- [Task brief]: Everything in the data that follows has to be repeated verbatim.

- [Material for the task]:
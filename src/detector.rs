//! Change detection.
//!
//! The detector compares a fresh observation from the scanner with the
//! stored record, classifies the transition and, for anything but a no-op,
//! commits the updated record and its change event in one step under a
//! freshly allocated sequence id.
//!
//! Observations of one identifier are serialized by a striped lock table;
//! different identifiers only meet in the short commit critical section.

use std::collections::hash_map::DefaultHasher;
use std::hash::{Hash, Hasher};
use std::sync::{Arc, Mutex};

use chrono::Utc;
use serde::Deserialize;

use crate::change::{ChangeCommit, ChangeEvent, ChangeKind};
use crate::entity::{Attributes, CompareSet, EntityId, EntityRecord};
use crate::error::{FimError, FimResult, ValidationError};
use crate::sequence::SequenceAllocator;
use crate::storage::{StateStore, StorageError};

/// What the scanner saw for an entity.
#[derive(Debug, Clone, PartialEq, Eq)]
pub enum Observation {
    /// The entity exists with these attributes.
    Present(Attributes),
    /// The entity was confirmed removed.
    Removed,
}

/// Change detector settings.
#[derive(Debug, Clone, PartialEq, Eq, Deserialize)]
#[serde(default)]
pub struct DetectorConfig {
    /// Fields compared for `modified` classification.
    pub compare: CompareSet,
    /// Number of per-identifier lock stripes.
    pub lock_stripes: usize,
}

impl Default for DetectorConfig {
    fn default() -> Self {
        Self {
            compare: CompareSet::default(),
            lock_stripes: 64,
        }
    }
}

impl DetectorConfig {
    /// Checks the configuration.
    ///
    /// # Errors
    /// `InvalidConfig` if `lock_stripes` is zero.
    pub fn validate(self) -> Result<Self, ValidationError> {
        if self.lock_stripes == 0 {
            return Err(ValidationError::config("lock_stripes", "must be at least 1"));
        }
        Ok(self)
    }
}

/// Classifies a transition without touching any state.
///
/// Returns `None` for an idempotent no-op: identical attributes, or a
/// removal of something already absent.
#[must_use]
pub fn classify(
    prior: Option<&EntityRecord>,
    observation: &Observation,
    compare: &CompareSet,
) -> Option<ChangeKind> {
    let live = prior.filter(|r| r.is_live());
    match (live, observation) {
        (None, Observation::Present(_)) => Some(ChangeKind::Created),
        (None, Observation::Removed) => None,
        (Some(_), Observation::Removed) => Some(ChangeKind::Deleted),
        (Some(record), Observation::Present(attrs)) => compare
            .differs(&record.attributes, attrs)
            .then_some(ChangeKind::Modified),
    }
}

/// Detects and commits changes to the state store.
pub struct ChangeDetector {
    store: Arc<dyn StateStore>,
    sequence: Arc<SequenceAllocator>,
    compare: CompareSet,
    stripes: Vec<Mutex<()>>,
}

impl std::fmt::Debug for ChangeDetector {
    fn fmt(&self, f: &mut std::fmt::Formatter<'_>) -> std::fmt::Result {
        f.debug_struct("ChangeDetector")
            .field("compare", &self.compare)
            .field("stripes", &self.stripes.len())
            .finish_non_exhaustive()
    }
}

impl ChangeDetector {
    /// A detector committing into `store` with ids from `sequence`.
    pub fn new(
        store: Arc<dyn StateStore>,
        sequence: Arc<SequenceAllocator>,
        config: DetectorConfig,
    ) -> Self {
        let stripes = (0..config.lock_stripes.max(1)).map(|_| Mutex::new(())).collect();
        Self {
            store,
            sequence,
            compare: config.compare,
            stripes,
        }
    }

    /// The comparison set in effect.
    #[must_use]
    pub const fn compare_set(&self) -> &CompareSet {
        &self.compare
    }

    /// Applies an observation.
    ///
    /// Returns the committed event, or `None` when nothing changed.
    ///
    /// # Errors
    /// Storage and sequence allocation failures. In either case nothing was
    /// committed and the caller may retry.
    pub fn observe(&self, id: &EntityId, observation: Observation) -> FimResult<Option<ChangeEvent>> {
        let _guard = self.stripes[self.stripe_of(id)]
            .lock()
            .map_err(|_| StorageError::LockPoisoned("detector.stripe"))?;

        let prior = self.store.get(id)?;
        let Some(kind) = classify(prior.as_ref(), &observation, &self.compare) else {
            return Ok(None);
        };

        // Deletions keep the last known attributes in the tombstone.
        let attributes = match observation {
            Observation::Present(attrs) => attrs,
            Observation::Removed => match prior {
                Some(record) => record.attributes,
                None => return Err(FimError::internal("deletion classified without a prior record")),
            },
        };

        // The allocator lock spans the commit, WAL write and fsync included,
        // so commit order equals sequence order. Distinct identifiers only
        // contend here; classification above runs under the stripe alone.
        let event = self.sequence.allocate_with(|sequence| -> FimResult<ChangeEvent> {
            let now = Utc::now();
            let event = ChangeEvent {
                identifier: id.clone(),
                kind,
                sequence,
                payload: (kind != ChangeKind::Deleted).then(|| attributes.clone()),
                detected_at: now,
            };
            let record = EntityRecord {
                id: id.clone(),
                attributes,
                last_sequence: sequence,
                tombstone: kind == ChangeKind::Deleted,
                updated_at: now,
            };
            self.store.commit(ChangeCommit {
                record,
                event: event.clone(),
            })?;
            Ok(event)
        })?;

        Ok(Some(event))
    }

    fn stripe_of(&self, id: &EntityId) -> usize {
        let mut hasher = DefaultHasher::new();
        id.hash(&mut hasher);
        #[allow(clippy::cast_possible_truncation)]
        let h = hasher.finish() as usize;
        h % self.stripes.len()
    }
}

- [Written solution]:
filename src/detector.rs
//! Change detection.
//!
//! The detector compares a fresh observation from the scanner with the
//! stored record, classifies the transition and, for anything but a no-op,
//! commits the updated record and its change event in one step under a
//! freshly allocated sequence id.
//!
//! Observations of one identifier are serialized by a striped lock table;
//! different identifiers only meet in the short commit critical section.

use std::collections::hash_map::DefaultHasher;
use std::hash::{Hash, Hasher};
use std::sync::{Arc, Mutex};

use chrono::Utc;
use serde::Deserialize;

use crate::change::{ChangeCommit, ChangeEvent, ChangeKind};
use crate::entity::{Attributes, CompareSet, EntityId, EntityRecord};
use crate::error::{FimError, FimResult, ValidationError};
use crate::sequence::SequenceAllocator;
use crate::storage::{StateStore, StorageError};

/// What the scanner saw for an entity.
#[derive(Debug, Clone, PartialEq, Eq)]
pub enum Observation {
    /// The entity exists with these attributes.
    Present(Attributes),
    /// The entity was confirmed removed.
    Removed,
}

/// Change detector settings.
#[derive(Debug, Clone, PartialEq, Eq, Deserialize)]
#[serde(default)]
pub struct DetectorConfig {
    /// Fields compared for `modified` classification.
    pub compare: CompareSet,
    /// Number of per-identifier lock stripes.
    pub lock_stripes: usize,
}

impl Default for DetectorConfig {
    fn default() -> Self {
        Self {
            compare: CompareSet::default(),
            lock_stripes: 64,
        }
    }
}

impl DetectorConfig {
    /// Checks the configuration.
    ///
    /// # Errors
    /// `InvalidConfig` if `lock_stripes` is zero.
    pub fn validate(self) -> Result<Self, ValidationError> {
        if self.lock_stripes == 0 {
            return Err(ValidationError::config("lock_stripes", "must be at least 1"));
        }
        Ok(self)
    }
}

/// Classifies a transition without touching any state.
///
/// Returns `None` for an idempotent no-op: identical attributes, or a
/// removal of something already absent.
#[must_use]
pub fn classify(
    prior: Option<&EntityRecord>,
    observation: &Observation,
    compare: &CompareSet,
) -> Option<ChangeKind> {
    let live = prior.filter(|r| r.is_live());
    match (live, observation) {
        (None, Observation::Present(_)) => Some(ChangeKind::Created),
        (None, Observation::Removed) => None,
        (Some(_), Observation::Removed) => Some(ChangeKind::Deleted),
        (Some(record), Observation::Present(attrs)) => compare
            .differs(&record.attributes, attrs)
            .then_some(ChangeKind::Modified),
    }
}

/// Detects and commits changes to the state store.
pub struct ChangeDetector {
    store: Arc<dyn StateStore>,
    sequence: Arc<SequenceAllocator>,
    compare: CompareSet,
    stripes: Vec<Mutex<()>>,
}

impl std::fmt::Debug for ChangeDetector {
    fn fmt(&self, f: &mut std::fmt::Formatter<'_>) -> std::fmt::Result {
        f.debug_struct("ChangeDetector")
            .field("compare", &self.compare)
            .field("stripes", &self.stripes.len())
            .finish_non_exhaustive()
    }
}

impl ChangeDetector {
    /// A detector committing into `store` with ids from `sequence`.
    pub fn new(
        store: Arc<dyn StateStore>,
        sequence: Arc<SequenceAllocator>,
        config: DetectorConfig,
    ) -> Self {
        let stripes = (0..config.lock_stripes.max(1)).map(|_| Mutex::new(())).collect();
        Self {
            store,
            sequence,
            compare: config.compare,
            stripes,
        }
    }

    /// The comparison set in effect.
    #[must_use]
    pub const fn compare_set(&self) -> &CompareSet {
        &self.compare
    }

    /// Applies an observation.
    ///
    /// Returns the committed event, or `None` when nothing changed.
    ///
    /// # Errors
    /// Storage and sequence allocation failures. In either case nothing was
    /// committed and the caller may retry.
    pub fn observe(&self, id: &EntityId, observation: Observation) -> FimResult<Option<ChangeEvent>> {
        let _guard = self.stripes[self.stripe_of(id)]
            .lock()
            .map_err(|_| StorageError::LockPoisoned("detector.stripe"))?;

        let prior = self.store.get(id)?;
        let Some(kind) = classify(prior.as_ref(), &observation, &self.compare) else {
            return Ok(None);
        };

        // Deletions keep the last known attributes in the tombstone.
        let attributes = match observation {
            Observation::Present(attrs) => attrs,
            Observation::Removed => match prior {
                Some(record) => record.attributes,
                None => return Err(FimError::internal("deletion classified without a prior record")),
            },
        };

        // The allocator lock spans the commit, WAL write and fsync included,
        // so commit order equals sequence order. Distinct identifiers only
        // contend here; classification above runs under the stripe alone.
        let event = self.sequence.allocate_with(|sequence| -> FimResult<ChangeEvent> {
            let now = Utc::now();
            let event = ChangeEvent {
                identifier: id.clone(),
                kind,
                sequence,
                payload: (kind != ChangeKind::Deleted).then(|| attributes.clone()),
                detected_at: now,
            };
            let record = EntityRecord {
                id: id.clone(),
                attributes,
                last_sequence: sequence,
                tombstone: kind == ChangeKind::Deleted,
                updated_at: now,
            };
            self.store.commit(ChangeCommit {
                record,
                event: event.clone(),
            })?;
            Ok(event)
        })?;

        Ok(Some(event))
    }

    fn stripe_of(&self, id: &EntityId) -> usize {
        let mut hasher = DefaultHasher::new();
        id.hash(&mut hasher);
        #[allow(clippy::cast_possible_truncation)]
        let h = hasher.finish() as usize;
        h % self.stripes.len()
    }
}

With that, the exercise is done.